Pela rama posso concordar. Gostava que o Dr. António Magalhães tivesse dito isso no tempo dele. Isto não começou hoje, nem começou no mandato do Dr. Domingos Bragança, já vinha de trás. Percebia-se que Famalicão estava a galopar, que Braga andava, embora nós de Braga, com a mistura dos futebóis, o Santos da Cunha, depois o Mesquita Machado, a capital do distrito … a gente até dava de barato que Braga andasse e nós não. O problema é que começou tudo a andar e nós a ficar para trás. Isso é um facto, os números falam por si, nem sequer é uma opinião.

 

António Magalhães tem responsabilidades nisso ?

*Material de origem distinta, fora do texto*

//! HTTP middleware for the fuel route service.
//!
//! [`MetricsLayer`] wraps the router. For every request it:
//! - takes `X-Request-ID` from the request or generates a UUID v7,
//! - opens a tracing span carrying that ID,
//! - records `http_requests_total` and `http_request_duration_seconds`,
//! - echoes the ID back in the response's `X-Request-ID` header.
//!
//! Handlers read the same ID through the [`RequestId`] request extension so
//! problem responses can reference it in `instance`.

use std::future::Future;
use std::pin::Pin;
use std::task::{Context, Poll};
use std::time::Instant;

use http::{HeaderMap, HeaderName, HeaderValue, Request, Response};
use pin_project_lite::pin_project;
use tower::{Layer, Service};
use tracing::{info_span, Span};
use uuid::Uuid;

/// Header used to carry request correlation IDs.
pub const REQUEST_ID_HEADER: HeaderName = HeaderName::from_static("x-request-id");

/// Newtype wrapper for request correlation IDs.
#[derive(Debug, Clone, PartialEq, Eq)]
pub struct RequestId(pub String);

impl RequestId {
    pub fn new(id: impl Into<String>) -> Self {
        Self(id.into())
    }

    /// Generate a new UUID v7 request ID.
    pub fn generate() -> Self {
        Self(Uuid::now_v7().to_string())
    }

    pub fn as_str(&self) -> &str {
        &self.0
    }
}

impl std::fmt::Display for RequestId {
    fn fmt(&self, f: &mut std::fmt::Formatter<'_>) -> std::fmt::Result {
        write!(f, "{}", self.0)
    }
}

impl From<String> for RequestId {
    fn from(s: String) -> Self {
        Self(s)
    }
}

impl From<&str> for RequestId {
    fn from(s: &str) -> Self {
        Self(s.to_string())
    }
}

/// Extract the request ID from headers or generate a new UUID v7.
///
/// Empty or non-UTF-8 header values are treated as missing.
pub fn extract_or_generate_request_id(headers: &HeaderMap) -> RequestId {
    headers
        .get(&REQUEST_ID_HEADER)
        .and_then(|v| v.to_str().ok())
        .filter(|s| !s.is_empty())
        .map(RequestId::from)
        .unwrap_or_else(RequestId::generate)
}

/// Normalize a request path for metric labels.
///
/// Drops the query string and collapses station ids so each station does
/// not get its own label set.
pub fn normalize_path(path: &str) -> String {
    let path = path.split('?').next().unwrap_or(path);
    match path.strip_prefix("/api/v1/stations/") {
        Some(rest) if !rest.is_empty() && !rest.contains('/') => {
            "/api/v1/stations/{id}".to_string()
        }
        _ => path.to_string(),
    }
}

fn status_bucket(status: u16) -> &'static str {
    match status {
        200..=299 => "2xx",
        300..=399 => "3xx",
        400..=499 => "4xx",
        500..=599 => "5xx",
        _ => "other",
    }
}

// =============================================================================
// MetricsLayer
// =============================================================================

/// Tower layer for request IDs and HTTP metrics.
#[derive(Debug, Clone)]
pub struct MetricsLayer;

impl<S> Layer<S> for MetricsLayer {
    type Service = MetricsMiddleware<S>;

    fn layer(&self, inner: S) -> Self::Service {
        MetricsMiddleware { inner }
    }
}

/// Middleware service produced by [`MetricsLayer`].
#[derive(Debug, Clone)]
pub struct MetricsMiddleware<S> {
    inner: S,
}

impl<S, ReqBody, ResBody> Service<Request<ReqBody>> for MetricsMiddleware<S>
where
    S: Service<Request<ReqBody>, Response = Response<ResBody>> + Clone + Send + 'static,
    S::Future: Send,
    ReqBody: http_body::Body + Send + 'static,
    ResBody: http_body::Body + Send + 'static,
{
    type Response = S::Response;
    type Error = S::Error;
    type Future = MetricsFuture<S::Future>;

    fn poll_ready(&mut self, cx: &mut Context<'_>) -> Poll<Result<(), Self::Error>> {
        self.inner.poll_ready(cx)
    }

    fn call(&mut self, mut req: Request<ReqBody>) -> Self::Future {
        let start = Instant::now();
        let method = req.method().to_string();
        let path = normalize_path(req.uri().path());

        let request_id = extract_or_generate_request_id(req.headers());
        req.extensions_mut().insert(request_id.clone());

        let span = info_span!(
            "request",
            request_id = %request_id,
            method = %method,
            path = %path,
        );
        {
            let _enter = span.enter();
            tracing::info!("handling request");
        }

        MetricsFuture {
            inner: self.inner.call(req),
            start,
            method,
            path,
            request_id,
            span,
        }
    }
}

pin_project! {
    /// Future wrapper that records metrics on completion.
    pub struct MetricsFuture<F> {
        #[pin]
        inner: F,
        start: Instant,
        method: String,
        path: String,
        request_id: RequestId,
        span: Span,
    }
}

impl<F, ResBody, E> Future for MetricsFuture<F>
where
    F: Future<Output = Result<Response<ResBody>, E>>,
    ResBody: http_body::Body,
{
    type Output = F::Output;

    fn poll(self: Pin<&mut Self>, cx: &mut Context<'_>) -> Poll<Self::Output> {
        let this = self.project();
        let _enter = this.span.enter();

        let mut result = match this.inner.poll(cx) {
            Poll::Pending => return Poll::Pending,
            Poll::Ready(result) => result,
        };

        let duration = this.start.elapsed();
        let status_label = match &result {
            Ok(response) => status_bucket(response.status().as_u16()),
            Err(_) => "5xx",
        };

        metrics::counter!(
            "http_requests_total",
            "method" => this.method.clone(),
            "path" => this.path.clone(),
            "status" => status_label
        )
        .increment(1);
        metrics::histogram!(
            "http_request_duration_seconds",
            "method" => this.method.clone(),
            "path" => this.path.clone()
        )
        .record(duration.as_secs_f64());

        let latency_ms = duration.as_secs_f64() * 1000.0;
        match &mut result {
            Ok(response) => {
                if let Ok(value) = HeaderValue::from_str(this.request_id.as_str()) {
                    response.headers_mut().insert(REQUEST_ID_HEADER, value);
                }
                tracing::info!(
                    status = response.status().as_u16(),
                    latency_ms,
                    "request completed"
                );
            }
            Err(_) => tracing::error!(latency_ms, "request failed"),
        }

        Poll::Ready(result)
    }
}
//! Route geometry and fuel-stop planning.
//!
//! This module provides:
//! - [`Route`] - a validated polyline with the router's total distance
//! - [`find_candidates`] - stations inside the corridor around a route
//! - [`plan_stops`] - the minimum-cost refueling policy over those candidates
//! - [`plan_fuel_stops`] - main entry point combining the two
//!
//! # Example
//!
//! ```ignore
//! use fuelroute_lib::{load_catalog, plan_fuel_stops, Coordinate, Route, VehicleConfig};
//!
//! let catalog = load_catalog("stations.db")?;
//! let route = Route::new(vec![origin, destination], 1021.4)?;
//! let plan = plan_fuel_stops(&route, &catalog, &VehicleConfig::default())?;
//! println!("{} stops, ${:.2}", plan.stops.len(), plan.total_fuel_cost);
//! ```

mod corridor;
mod planner;

pub use corridor::{find_candidates, Candidate};
pub use planner::plan_stops;

use serde::Serialize;
use tracing::debug;

use crate::catalog::StationCatalog;
use crate::config::VehicleConfig;
use crate::error::{Error, Result};
use crate::fuel::PlanResult;
use crate::geo::Coordinate;

/// A route point annotated with its distance from the origin.
#[derive(Debug, Clone, Copy, PartialEq, Serialize)]
pub struct RoutePoint {
    pub coordinate: Coordinate,
    pub distance_from_start: f64,
}

/// Ordered polyline returned by a directions provider.
#[derive(Debug, Clone, PartialEq, Serialize)]
pub struct Route {
    points: Vec<Coordinate>,
    total_distance: f64,
}

impl Route {
    /// Build a route from at least two valid coordinates and a non-negative
    /// total distance in miles.
    pub fn new(points: Vec<Coordinate>, total_distance: f64) -> Result<Self> {
        if points.len() < 2 {
            return Err(Error::invalid(format!(
                "a route needs at least two points, got {}",
                points.len()
            )));
        }
        for point in &points {
            point.validate()?;
        }
        if !total_distance.is_finite() || total_distance < 0.0 {
            return Err(Error::invalid(format!(
                "total distance must be a non-negative number, got {total_distance}"
            )));
        }

        Ok(Self {
            points,
            total_distance,
        })
    }

    pub fn points(&self) -> &[Coordinate] {
        &self.points
    }

    /// Distance reported by the directions provider, in miles.
    pub fn total_distance(&self) -> f64 {
        self.total_distance
    }

    /// Great-circle length of the polyline.
    pub fn polyline_length(&self) -> f64 {
        self.points
            .windows(2)
            .map(|pair| pair[0].distance_to(&pair[1]))
            .sum()
    }

    /// Points with cumulative distances.
    ///
    /// Haversine lengths are scaled so the last point sits at exactly
    /// [`Self::total_distance`]; the provider's road distance is authoritative.
    pub fn route_points(&self) -> Vec<RoutePoint> {
        let length = self.polyline_length();
        let scale = if length > 0.0 {
            self.total_distance / length
        } else {
            1.0
        };

        let mut cumulative = 0.0;
        let mut previous = self.points[0];
        let mut result = Vec::with_capacity(self.points.len());
        for (index, point) in self.points.iter().enumerate() {
            if index > 0 {
                cumulative += previous.distance_to(point) * scale;
            }
            previous = *point;
            result.push(RoutePoint {
                coordinate: *point,
                distance_from_start: cumulative,
            });
        }

        if length > 0.0 {
            if let Some(last) = result.last_mut() {
                last.distance_from_start = self.total_distance;
            }
        }
        result
    }
}

/// Plan the cheapest sequence of fuel stops for `route`.
///
/// Runs the corridor search against `catalog` and then the refueling policy.
/// Pure and synchronous; callers do any I/O beforehand.
pub fn plan_fuel_stops(
    route: &Route,
    catalog: &StationCatalog,
    vehicle: &VehicleConfig,
) -> Result<PlanResult> {
    vehicle.validate()?;

    let candidates = find_candidates(route, catalog, vehicle.corridor_miles);
    debug!(
        points = route.points().len(),
        total_distance = route.total_distance(),
        candidates = candidates.len(),
        "corridor search complete"
    );

    plan_stops(&candidates, route.total_distance(), vehicle)
}
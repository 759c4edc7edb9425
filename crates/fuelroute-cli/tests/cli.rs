//! Integration tests for the `fuelroute` binary.
//!
//! Each test imports the CSV fixture into a fresh temporary database without
//! geocoding, so nothing here touches the network.

use std::path::PathBuf;

use assert_cmd::Command;
use predicates::prelude::*;
use tempfile::TempDir;

fn fixture_csv() -> PathBuf {
    PathBuf::from(env!("CARGO_MANIFEST_DIR")).join("../../docs/fixtures/stations.csv")
}

/// Temporary database seeded from the fixture.
struct TestEnv {
    _temp_dir: TempDir,
    db_path: PathBuf,
}

impl TestEnv {
    fn empty() -> Self {
        let temp_dir = TempDir::new().expect("create temp dir");
        let db_path = temp_dir.path().join("data").join("stations.db");
        Self {
            _temp_dir: temp_dir,
            db_path,
        }
    }

    fn imported() -> Self {
        let env = Self::empty();
        env.cmd()
            .args(["import", "--no-geocode"])
            .arg(fixture_csv())
            .assert()
            .success();
        env
    }

    fn cmd(&self) -> Command {
        let mut cmd = Command::cargo_bin("fuelroute").expect("binary exists");
        cmd.arg("--db")
            .arg(&self.db_path)
            .env("NO_COLOR", "1")
            .env("RUST_LOG", "warn")
            .env_remove("FUELROUTE_DB_PATH")
            .env_remove("MAPQUEST_API_KEY");
        cmd
    }
}

#[test]
fn import_reports_counts() {
    let env = TestEnv::empty();
    env.cmd()
        .args(["import", "--no-geocode"])
        .arg(fixture_csv())
        .assert()
        .success()
        .stdout(predicate::str::contains(
            "Processed 9 rows: 6 imported, 1 skipped, 2 failed",
        ));
    assert!(env.db_path.exists());
}

#[test]
fn import_without_key_requires_no_geocode_flag() {
    let env = TestEnv::empty();
    env.cmd()
        .arg("import")
        .arg(fixture_csv())
        .assert()
        .failure()
        .stderr(predicate::str::contains("--no-geocode"));
}

#[test]
fn station_shows_details() {
    let env = TestEnv::imported();
    env.cmd()
        .args(["station", "36"])
        .assert()
        .success()
        .stdout(predicate::str::contains("PILOT TRAVEL CENTER #341 (id 36)"))
        .stdout(predicate::str::contains("I-40, EXIT 74, Amarillo, TX"))
        .stdout(predicate::str::contains("Rack ID:  1158"));
}

#[test]
fn station_json_output() {
    let env = TestEnv::imported();
    let output = env.cmd().args(["station", "7", "--json"]).output().unwrap();
    assert!(output.status.success());

    let station: serde_json::Value = serde_json::from_slice(&output.stdout).unwrap();
    assert_eq!(station["id"], 7);
    // First row for a duplicated id wins.
    assert_eq!(station["price"], 3.00733333);
}

#[test]
fn unknown_station_fails() {
    let env = TestEnv::imported();
    env.cmd()
        .args(["station", "12345"])
        .assert()
        .failure()
        .stderr(predicate::str::contains("unknown station id 12345"));
}

#[test]
fn stations_summary() {
    let env = TestEnv::imported();
    env.cmd()
        .arg("stations")
        .assert()
        .success()
        .stdout(predicate::str::contains("Stations: 6"))
        .stdout(predicate::str::contains("States:   4"));

    let output = env.cmd().args(["stations", "--json"]).output().unwrap();
    let summary: serde_json::Value = serde_json::from_slice(&output.stdout).unwrap();
    assert_eq!(summary["stations"], 6);
    assert_eq!(summary["min_price"], 3.00733333);
    assert_eq!(summary["max_price"], 3.799);
}

#[test]
fn missing_database_is_reported() {
    let env = TestEnv::empty();
    env.cmd()
        .arg("stations")
        .assert()
        .failure()
        .stderr(predicate::str::contains("station database not found"));
}

#[test]
fn plan_requires_mapquest_key() {
    let env = TestEnv::imported();
    env.cmd()
        .args(["plan", "--from", "Oklahoma City, OK", "--to", "Flagstaff, AZ"])
        .assert()
        .failure()
        .stderr(predicate::str::contains("MAPQUEST_API_KEY"));
}

#[test]
fn plan_requires_both_locations() {
    let env = TestEnv::imported();
    env.cmd()
        .args(["plan", "--from", "Oklahoma City, OK"])
        .assert()
        .failure()
        .stderr(predicate::str::contains("--to"));
}
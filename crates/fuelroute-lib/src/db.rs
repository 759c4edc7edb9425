//! SQLite station store.
//!
//! Stations are keyed by their OPIS truck-stop id. The store is written by
//! the import job and read wholesale into a [`StationCatalog`] snapshot.

use std::path::Path;

use rusqlite::{params, Connection, OpenFlags, OptionalExtension, Row};
use tracing::{debug, warn};

use crate::catalog::{Station, StationCatalog, StationId};
use crate::error::{Error, Result};
use crate::geo::Coordinate;

const SCHEMA: &str = "
CREATE TABLE IF NOT EXISTS stations (
    opis_id   INTEGER PRIMARY KEY,
    name      TEXT NOT NULL,
    address   TEXT NOT NULL,
    city      TEXT NOT NULL,
    state     TEXT NOT NULL,
    rack_id   INTEGER,
    price     REAL NOT NULL,
    latitude  REAL NOT NULL,
    longitude REAL NOT NULL
);
CREATE INDEX IF NOT EXISTS stations_state_idx ON stations(state);
CREATE INDEX IF NOT EXISTS stations_price_idx ON stations(price);
";

const SELECT_STATION: &str =
    "SELECT opis_id, name, address, city, state, rack_id, price, latitude, longitude FROM stations";

/// Open (creating if needed) a writable store and make sure the schema exists.
pub fn open_store(path: &Path) -> Result<Connection> {
    if let Some(parent) = path.parent() {
        if !parent.as_os_str().is_empty() {
            std::fs::create_dir_all(parent)?;
        }
    }
    let connection = Connection::open(path)?;
    ensure_schema(&connection)?;
    debug!(path = %path.display(), "opened station store");
    Ok(connection)
}

/// Open an existing store read-only.
pub fn open_store_read_only(path: &Path) -> Result<Connection> {
    if !path.exists() {
        return Err(Error::StoreNotFound {
            path: path.to_path_buf(),
        });
    }
    Ok(Connection::open_with_flags(
        path,
        OpenFlags::SQLITE_OPEN_READ_ONLY | OpenFlags::SQLITE_OPEN_NO_MUTEX,
    )?)
}

/// Create the stations table and its indexes when missing.
pub fn ensure_schema(connection: &Connection) -> Result<()> {
    connection.execute_batch(SCHEMA)?;
    Ok(())
}

/// Whether a station with `id` is already stored.
pub fn station_exists(connection: &Connection, id: StationId) -> Result<bool> {
    let mut stmt = connection.prepare_cached("SELECT 1 FROM stations WHERE opis_id = ?1 LIMIT 1")?;
    let mut rows = stmt.query([id])?;
    Ok(rows.next()?.is_some())
}

/// Insert a station. Fails if the id already exists.
pub fn insert_station(connection: &Connection, station: &Station) -> Result<()> {
    let mut stmt = connection.prepare_cached(
        "INSERT INTO stations (opis_id, name, address, city, state, rack_id, price, latitude, longitude)
         VALUES (?1, ?2, ?3, ?4, ?5, ?6, ?7, ?8, ?9)",
    )?;
    stmt.execute(params![
        station.id,
        station.name,
        station.address,
        station.city,
        station.state,
        station.rack_id,
        station.price,
        station.location.lat,
        station.location.lon,
    ])?;
    Ok(())
}

/// All stored stations ordered by id. Rows with invalid coordinates are skipped.
pub fn load_stations(connection: &Connection) -> Result<Vec<Station>> {
    let sql = format!("{SELECT_STATION} ORDER BY opis_id");
    let mut stmt = connection.prepare(&sql)?;
    let rows = stmt.query_map([], row_to_station)?;

    let mut stations = Vec::new();
    for row in rows {
        let station = row?;
        if let Err(err) = station.location.validate() {
            warn!(
                id = station.id,
                error = %err,
                "skipping stored station with invalid coordinates"
            );
            continue;
        }
        stations.push(station);
    }
    Ok(stations)
}

/// Look up one station by id.
pub fn station_by_id(connection: &Connection, id: StationId) -> Result<Station> {
    let sql = format!("{SELECT_STATION} WHERE opis_id = ?1");
    connection
        .query_row(&sql, [id], row_to_station)
        .optional()?
        .ok_or(Error::StationNotFound { id })
}

/// Load the whole store into an immutable catalog snapshot.
///
/// A store without a stations table yields an empty catalog.
pub fn load_catalog(path: &Path) -> Result<StationCatalog> {
    let connection = open_store_read_only(path)?;
    if !table_exists(&connection, "stations")? {
        warn!(path = %path.display(), "station store has no stations table");
        return Ok(StationCatalog::empty());
    }

    let stations = load_stations(&connection)?;
    debug!(path = %path.display(), count = stations.len(), "loaded stations");
    Ok(StationCatalog::from_stations(stations))
}

fn row_to_station(row: &Row<'_>) -> rusqlite::Result<Station> {
    Ok(Station {
        id: row.get(0)?,
        name: row.get(1)?,
        address: row.get(2)?,
        city: row.get(3)?,
        state: row.get(4)?,
        rack_id: row.get(5)?,
        price: row.get(6)?,
        location: Coordinate {
            lat: row.get(7)?,
            lon: row.get(8)?,
        },
    })
}

fn table_exists(connection: &Connection, table: &str) -> Result<bool> {
    let mut stmt = connection
        .prepare("SELECT 1 FROM sqlite_master WHERE type = 'table' AND name = ?1 LIMIT 1")?;
    let mut rows = stmt.query([table])?;
    Ok(rows.next()?.is_some())
}
//! Minimum-cost refueling along a line of stations.
//!
//! The vehicle starts with a full tank and may stop at any candidate. At each
//! stop it either buys just enough fuel to reach the nearest strictly cheaper
//! station in range, buys just enough to finish, or fills up and moves to the
//! cheapest station in range. Both lookups are precomputed or amortized so the
//! whole plan is a single forward pass.

use std::collections::VecDeque;

use tracing::debug;

use crate::config::VehicleConfig;
use crate::error::{Error, Result};
use crate::fuel::{FuelStop, PlanResult};

use super::Candidate;

/// Tolerance for distance comparisons and for ignoring empty purchases.
const EPSILON_MILES: f64 = 1e-9;

/// Choose fuel stops among `candidates` for a trip of `total_distance` miles.
///
/// Candidates at or beyond the destination are ignored. Fails with
/// [`Error::EmptyCatalog`] when refueling is needed and there are no usable
/// candidates, and with [`Error::UnreachableDestination`] when some gap along
/// the route is longer than one tank.
pub fn plan_stops(
    candidates: &[Candidate<'_>],
    total_distance: f64,
    vehicle: &VehicleConfig,
) -> Result<PlanResult> {
    vehicle.validate()?;
    if !total_distance.is_finite() || total_distance < 0.0 {
        return Err(Error::invalid(format!(
            "total distance must be a non-negative number, got {total_distance}"
        )));
    }

    let range = vehicle.max_range_miles;
    if total_distance <= range + EPSILON_MILES {
        return Ok(PlanResult::from_stops(Vec::new(), total_distance));
    }

    let mut usable: Vec<Candidate<'_>> = candidates
        .iter()
        .filter(|c| c.distance_along_route >= 0.0 && c.distance_along_route < total_distance)
        .copied()
        .collect();
    usable.sort_by(|a, b| a.distance_along_route.total_cmp(&b.distance_along_route));

    let Some(first) = usable.first() else {
        return Err(Error::EmptyCatalog {
            total_distance,
            max_range: range,
        });
    };
    if first.distance_along_route > range + EPSILON_MILES {
        return Err(Error::UnreachableDestination {
            position: 0.0,
            gap: first.distance_along_route,
            max_range: range,
        });
    }

    let positions: Vec<f64> = usable.iter().map(|c| c.distance_along_route).collect();
    let prices: Vec<f64> = usable.iter().map(|c| c.station.price).collect();
    let cheaper = next_cheaper(&prices);
    let mut window = CheapestWindow::default();

    let mut stops = Vec::new();
    let mut buy = |index: usize, miles: f64| {
        if miles > EPSILON_MILES {
            let candidate = &usable[index];
            stops.push(FuelStop::new(
                candidate.station.clone(),
                candidate.distance_along_route,
                vehicle.gallons_for(miles),
            ));
        }
    };

    let mut current = 0;
    let mut fuel = range - positions[0];

    loop {
        let here = positions[current];
        let reach = here + range + EPSILON_MILES;

        if let Some(next) = cheaper[current].filter(|&j| positions[j] <= reach) {
            let leg = positions[next] - here;
            let purchase = (leg - fuel).max(0.0);
            buy(current, purchase);
            fuel = (fuel + purchase - leg).max(0.0);
            current = next;
            continue;
        }

        let remaining = total_distance - here;
        if remaining <= range + EPSILON_MILES {
            buy(current, (remaining - fuel).max(0.0));
            break;
        }

        let Some(next) = window.cheapest_after(current, reach, &positions, &prices) else {
            let next_point = positions.get(current + 1).copied().unwrap_or(total_distance);
            return Err(Error::UnreachableDestination {
                position: here,
                gap: next_point - here,
                max_range: range,
            });
        };

        buy(current, (range - fuel).max(0.0));
        fuel = (range - (positions[next] - here)).max(0.0);
        current = next;
    }

    let plan = PlanResult::from_stops(stops, total_distance);
    debug!(
        stops = plan.stops.len(),
        gallons = plan.total_gallons,
        cost = plan.total_fuel_cost,
        "fuel plan computed"
    );
    Ok(plan)
}

/// For each index, the nearest later index with a strictly lower price.
fn next_cheaper(prices: &[f64]) -> Vec<Option<usize>> {
    let mut result = vec![None; prices.len()];
    let mut stack: Vec<usize> = Vec::new();

    for index in (0..prices.len()).rev() {
        while stack.last().is_some_and(|&top| prices[top] >= prices[index]) {
            stack.pop();
        }
        result[index] = stack.last().copied();
        stack.push(index);
    }
    result
}

/// Sliding minimum over the stations reachable from the current stop.
///
/// Both window edges only move forward because the current stop only moves
/// forward, so each index is pushed and popped at most once.
#[derive(Debug, Default)]
struct CheapestWindow {
    deque: VecDeque<usize>,
    next: usize,
}

impl CheapestWindow {
    /// Cheapest station with index > `current` and position <= `reach`.
    /// Ties resolve to the nearest station.
    fn cheapest_after(
        &mut self,
        current: usize,
        reach: f64,
        positions: &[f64],
        prices: &[f64],
    ) -> Option<usize> {
        self.next = self.next.max(current + 1);

        while self.next < positions.len() && positions[self.next] <= reach {
            let price = prices[self.next];
            while self.deque.back().is_some_and(|&back| prices[back] > price) {
                self.deque.pop_back();
            }
            self.deque.push_back(self.next);
            self.next += 1;
        }

        while self.deque.front().is_some_and(|&front| front <= current) {
            self.deque.pop_front();
        }
        self.deque.front().copied()
    }
}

Claro ! Ele tem razão, mas não na totalidade pois não o disse nem tomou atitudes no seu momento. É melhor tarde do que nunca. Se calhar, só o diz agora porque gosta mais, ou menos, de quem está à frente dos destinos.

 

És uma pessoa de fé ?

De grande fé. Numa perspetiva mais lata e até laica, tenho fé em mim, tenho fé nos meus, tenho fé nos nossos e tenho fé que os vimaranenses, um dia, me orgulhem ainda mais do que aquilo que me orgulham.

 

Alguma figura na Igreja Católica com a qual te revejas mais ?

Jesus Cristo. De tudo o que me contam dele, tenho de adorar aquele homem.

 

"5 respostas rápidas"

Sugestão gastronómica?
Pica no chão

Que livro está a ler?
“Na Oliveira cresci, no Castelo fiz recreio” do Luís Almeida

A música que não lhe sai da cabeça?
Uma que estou a compor, com letra do Miguel Bastos, que se chamará “Numerologia”

4. Um filme de referência?
Ligo pouco a cinema. Gosto de um que ninguém gosta: “A Vida é sempre igual” do Júlio Iglesias
 
Passatempo preferido?
O meu passatempo confunde-se com a minha atividade: a música

[Conteúdo produzido pelo Jornal O Conquistador, publicado em parceria com o Jornal de Guimarães. Entrevista da edição de julho de 2023 do Jornal O Conquistador.]